Brooklyn Law Review


The discovery of DNA typing in the 1980s transformed law enforcement’s ability to exonerate innocent suspects, while implicating those who are guilty, with “the power of a silent biological witness at the crime scene.” This transformation, coupled with the new trend of law enforcement’s use of genealogy databases, has created legal issues that police officers, prosecutors, genealogy companies, and policy makers are all currently trying to navigate. The technological advancement comes with serious ethical and privacy concerns, including fear of the establishment of a “genetic panopticon.” General concern exists that if a “genetic panopticon” comes to fruition, the government can subject any arrestee and future generations of his or her family to permanent control through genetic surveillance.

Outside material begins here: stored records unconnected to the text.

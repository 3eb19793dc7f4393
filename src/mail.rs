//! Minimal RFC 5322 / MIME reader for mailed-in posts.
//!
//! Enough of the format to pull a post out of a message: header unfolding,
//! `multipart/*` bodies split on their boundary (recursively), and the
//! `base64`, `quoted-printable`, `7bit`, `8bit` and `binary` transfer
//! encodings. Encoded-word header syntax (RFC 2047) is left as-is.

use base64::Engine;
use base64::engine::general_purpose::STANDARD;
use std::collections::BTreeMap;
use thiserror::Error;

#[derive(Error, Debug, Clone, PartialEq)]
pub enum MailError {
    #[error("multipart part has no boundary parameter")]
    MissingBoundary,
    #[error("invalid {encoding} payload: {reason}")]
    Encoding { encoding: String, reason: String },
}

/// A parsed `Content-Type` value.
#[derive(Debug, Clone, PartialEq)]
pub struct ContentType {
    /// Lowercased `type/subtype`.
    pub mime: String,
    /// Parameters with lowercased names and unquoted values.
    pub params: BTreeMap<String, String>,
}

impl ContentType {
    pub fn parse(value: &str) -> Self {
        let mut pieces = value.split(';');
        let mime = pieces.next().unwrap_or("").trim().to_ascii_lowercase();
        let params = pieces
            .filter_map(|p| p.split_once('='))
            .map(|(k, v)| {
                (
                    k.trim().to_ascii_lowercase(),
                    v.trim().trim_matches('"').to_string(),
                )
            })
            .collect();
        Self {
            mime: if mime.is_empty() { "text/plain".into() } else { mime },
            params,
        }
    }

    pub fn is_multipart(&self) -> bool {
        self.mime.starts_with("multipart/")
    }

    pub fn param(&self, name: &str) -> Option<&str> {
        self.params.get(name).map(String::as_str)
    }
}

impl Default for ContentType {
    fn default() -> Self {
        Self::parse("text/plain")
    }
}

/// One MIME entity: headers plus either a decoded body or child parts.
#[derive(Debug, Clone, PartialEq)]
pub struct Part {
    headers: Vec<(String, String)>,
    content_type: ContentType,
    body: Vec<u8>,
    children: Vec<Part>,
}

impl Part {
    fn parse(raw: &[u8]) -> Result<Self, MailError> {
        let (head, body) = split_head(raw);
        let headers = parse_headers(&String::from_utf8_lossy(head));
        let content_type = lookup(&headers, "content-type")
            .map(ContentType::parse)
            .unwrap_or_default();

        if content_type.is_multipart() {
            let boundary = content_type
                .param("boundary")
                .ok_or(MailError::MissingBoundary)?;
            let children = split_multipart(body, boundary)
                .into_iter()
                .map(|segment| Part::parse(&segment))
                .collect::<Result<Vec<_>, _>>()?;
            return Ok(Self {
                headers,
                content_type,
                body: Vec::new(),
                children,
            });
        }

        let encoding = lookup(&headers, "content-transfer-encoding")
            .unwrap_or("7bit")
            .trim()
            .to_ascii_lowercase();
        let body = decode_transfer(&encoding, body)?;
        Ok(Self {
            headers,
            content_type,
            body,
            children: Vec::new(),
        })
    }

    /// First header with this name, compared case-insensitively.
    pub fn header(&self, name: &str) -> Option<&str> {
        lookup(&self.headers, name)
    }

    pub fn content_type(&self) -> &ContentType {
        &self.content_type
    }

    pub fn mime(&self) -> &str {
        &self.content_type.mime
    }

    /// Decoded body bytes. Empty for multipart containers.
    pub fn body(&self) -> &[u8] {
        &self.body
    }

    pub fn body_text(&self) -> String {
        String::from_utf8_lossy(&self.body).into_owned()
    }

    pub fn children(&self) -> &[Part] {
        &self.children
    }

    /// File name from `Content-Disposition`, falling back to the
    /// `Content-Type` `name` parameter.
    pub fn filename(&self) -> Option<String> {
        self.header("content-disposition")
            .map(ContentType::parse)
            .and_then(|d| d.param("filename").map(str::to_string))
            .or_else(|| self.content_type.param("name").map(str::to_string))
    }

    fn collect_leaves<'a>(&'a self, out: &mut Vec<&'a Part>) {
        if self.children.is_empty() {
            out.push(self);
        } else {
            for child in &self.children {
                child.collect_leaves(out);
            }
        }
    }
}

/// A whole message. The top-level part carries the message headers.
#[derive(Debug, Clone, PartialEq)]
pub struct Message {
    root: Part,
}

impl Message {
    pub fn parse(raw: &[u8]) -> Result<Self, MailError> {
        Ok(Self {
            root: Part::parse(raw)?,
        })
    }

    pub fn header(&self, name: &str) -> Option<&str> {
        self.root.header(name)
    }

    /// Non-container parts in document order.
    pub fn leaves(&self) -> Vec<&Part> {
        let mut out = Vec::new();
        self.root.collect_leaves(&mut out);
        out
    }

    /// Decoded text of the first `text/plain` part.
    pub fn text_body(&self) -> Option<String> {
        self.leaves()
            .into_iter()
            .find(|p| p.mime() == "text/plain")
            .map(Part::body_text)
    }

    /// Every `image/*` part in document order.
    pub fn images(&self) -> Vec<&Part> {
        self.leaves()
            .into_iter()
            .filter(|p| p.mime().starts_with("image/"))
            .collect()
    }
}

fn lookup<'a>(headers: &'a [(String, String)], name: &str) -> Option<&'a str> {
    headers
        .iter()
        .find(|(k, _)| k.eq_ignore_ascii_case(name))
        .map(|(_, v)| v.as_str())
}

/// Split at the first empty line. No empty line means all headers.
fn split_head(raw: &[u8]) -> (&[u8], &[u8]) {
    let mut line_start = 0;
    for (i, &b) in raw.iter().enumerate() {
        if b != b'\n' {
            continue;
        }
        let line = &raw[line_start..i];
        if line.is_empty() || line == b"\r" {
            return (&raw[..line_start], &raw[i + 1..]);
        }
        line_start = i + 1;
    }
    (raw, &[])
}

/// Unfold continuation lines and split `Name: value` pairs.
fn parse_headers(head: &str) -> Vec<(String, String)> {
    let mut headers: Vec<(String, String)> = Vec::new();
    for line in head.lines() {
        if line.starts_with([' ', '\t']) {
            if let Some((_, value)) = headers.last_mut() {
                value.push(' ');
                value.push_str(line.trim());
            }
            continue;
        }
        match line.split_once(':') {
            Some((name, value)) => headers.push((name.trim().to_string(), value.trim().to_string())),
            None if line.trim().is_empty() => {}
            None => tracing::debug!(line, "ignoring header line without a colon"),
        }
    }
    headers
}

/// Body segments between `--boundary` delimiter lines.
fn split_multipart(body: &[u8], boundary: &str) -> Vec<Vec<u8>> {
    let open = format!("--{boundary}");
    let close = format!("--{boundary}--");
    let mut segments = Vec::new();
    let mut current: Option<Vec<&[u8]>> = None;

    for line in body.split(|&b| b == b'\n') {
        let trimmed = line.strip_suffix(b"\r").unwrap_or(line);
        let trimmed_end = trim_ascii_end(trimmed);
        if trimmed_end == close.as_bytes() {
            if let Some(lines) = current.take() {
                segments.push(lines.join(&b'\n'));
            }
            break;
        }
        if trimmed_end == open.as_bytes() {
            if let Some(lines) = current.take() {
                segments.push(lines.join(&b'\n'));
            }
            current = Some(Vec::new());
            continue;
        }
        if let Some(lines) = current.as_mut() {
            lines.push(trimmed);
        }
    }
    if let Some(lines) = current {
        segments.push(lines.join(&b'\n'));
    }
    segments
}

fn trim_ascii_end(bytes: &[u8]) -> &[u8] {
    let end = bytes
        .iter()
        .rposition(|b| !b.is_ascii_whitespace())
        .map_or(0, |i| i + 1);
    &bytes[..end]
}

fn decode_transfer(encoding: &str, body: &[u8]) -> Result<Vec<u8>, MailError> {
    match encoding {
        "base64" => {
            let compact: Vec<u8> = body
                .iter()
                .copied()
                .filter(|b| !b.is_ascii_whitespace())
                .collect();
            STANDARD.decode(compact).map_err(|e| MailError::Encoding {
                encoding: encoding.into(),
                reason: e.to_string(),
            })
        }
        "quoted-printable" => Ok(decode_quoted_printable(body)),
        _ => Ok(body.to_vec()),
    }
}

/// Soft breaks (`=` at end of line) join lines; `=XX` is a hex byte; a
/// malformed escape is kept literally.
fn decode_quoted_printable(body: &[u8]) -> Vec<u8> {
    let mut out = Vec::with_capacity(body.len());
    let mut i = 0;
    while i < body.len() {
        let b = body[i];
        if b != b'=' {
            out.push(b);
            i += 1;
            continue;
        }
        match &body[i + 1..] {
            [b'\r', b'\n', ..] => i += 3,
            [b'\n', ..] => i += 2,
            [h, l, ..] if h.is_ascii_hexdigit() && l.is_ascii_hexdigit() => {
                out.push(hex_value(*h) << 4 | hex_value(*l));
                i += 3;
            }
            _ => {
                out.push(b'=');
                i += 1;
            }
        }
    }
    out
}

fn hex_value(digit: u8) -> u8 {
    match digit {
        b'0'..=b'9' => digit - b'0',
        b'a'..=b'f' => digit - b'a' + 10,
        _ => digit.to_ascii_uppercase() - b'A' + 10,
    }
}

#[cfg(test)]
mod tests {
    use super::*;

    const MULTIPART: &str = "From: Author <me@example.com>\r\n\
Subject: Trip\r\n\
\treport\r\n\
Content-Type: multipart/mixed; boundary=\"XYZ\"\r\n\
\r\n\
preamble\r\n\
--XYZ\r\n\
Content-Type: multipart/alternative; boundary=inner\r\n\
\r\n\
--inner\r\n\
Content-Type: text/plain; charset=utf-8\r\n\
Content-Transfer-Encoding: quoted-printable\r\n\
\r\n\
Caf=C3=A9 is nice, =\r\n\
really.\r\n\
--inner\r\n\
Content-Type: text/html\r\n\
\r\n\
<p>html</p>\r\n\
--inner--\r\n\
--XYZ\r\n\
Content-Type: image/jpeg; name=\"a.jpg\"\r\n\
Content-Transfer-Encoding: base64\r\n\
\r\n\
aGVs\r\n\
bG8=\r\n\
--XYZ--\r\n\
epilogue\r\n";

    #[test]
    fn simple_message() {
        let msg = Message::parse(b"From: a@b.c\nSubject: Hi\n\nBody line\n").unwrap();
        assert_eq!(msg.header("subject"), Some("Hi"));
        assert_eq!(msg.header("FROM"), Some("a@b.c"));
        assert_eq!(msg.text_body().as_deref(), Some("Body line\n"));
        assert!(msg.images().is_empty());
    }

    #[test]
    fn folded_headers_are_unfolded() {
        let msg = Message::parse(MULTIPART.as_bytes()).unwrap();
        assert_eq!(msg.header("Subject"), Some("Trip report"));
    }

    #[test]
    fn nested_multipart_text_and_image() {
        let msg = Message::parse(MULTIPART.as_bytes()).unwrap();
        let mimes: Vec<&str> = msg.leaves().iter().map(|p| p.mime()).collect();
        assert_eq!(mimes, vec!["text/plain", "text/html", "image/jpeg"]);
        assert_eq!(msg.text_body().as_deref(), Some("Café is nice, really."));

        let images = msg.images();
        assert_eq!(images.len(), 1);
        assert_eq!(images[0].body(), b"hello");
        assert_eq!(images[0].filename().as_deref(), Some("a.jpg"));
    }

    #[test]
    fn missing_content_type_defaults_to_text() {
        let msg = Message::parse(b"Subject: x\n\nplain").unwrap();
        assert_eq!(msg.leaves()[0].mime(), "text/plain");
    }

    #[test]
    fn multipart_without_boundary_is_an_error() {
        let err = Message::parse(b"Content-Type: multipart/mixed\n\nx").unwrap_err();
        assert_eq!(err, MailError::MissingBoundary);
    }

    #[test]
    fn bad_base64_is_an_error() {
        let raw = b"Content-Type: image/png\nContent-Transfer-Encoding: base64\n\n!!!!";
        assert!(matches!(
            Message::parse(raw),
            Err(MailError::Encoding { .. })
        ));
    }

    #[test]
    fn disposition_filename_wins() {
        let raw = b"Content-Type: image/png; name=ct.png\nContent-Disposition: attachment; filename=\"cd.png\"\n\n";
        let msg = Message::parse(raw).unwrap();
        assert_eq!(msg.leaves()[0].filename().as_deref(), Some("cd.png"));
    }

    #[test]
    fn quoted_printable_keeps_malformed_escapes() {
        assert_eq!(decode_quoted_printable(b"a=ZZb=3D"), b"a=ZZb=");
    }

    #[test]
    fn headers_only_message() {
        let msg = Message::parse(b"Subject: only").unwrap();
        assert_eq!(msg.header("subject"), Some("only"));
        assert_eq!(msg.text_body().as_deref(), Some(""));
    }
}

Those who voluntarily upload their DNA to open-access genealogy websites, as well as their relatives, currently suffer encroachments to their reasonable expectations of privacy under the Fourth Amendment when investigative genealogy searches are conducted. Consequently, a statutory framework is necessary to regulate law enforcement’s use of genealogy websites to conduct investigative searches. This framework must strike the proper balance between law enforcement’s use of this new technique to solve serious crimes and people’s constitutionally safeguarded privacy rights. This note therefore proposes that Congress regulate such searches by defining conditions that must be met and procedures that must be followed—similar to those enumerated in New York and Colorado’s regulations for CODIS-based familial searches—before an investigative genealogy search may be run by law enforcement.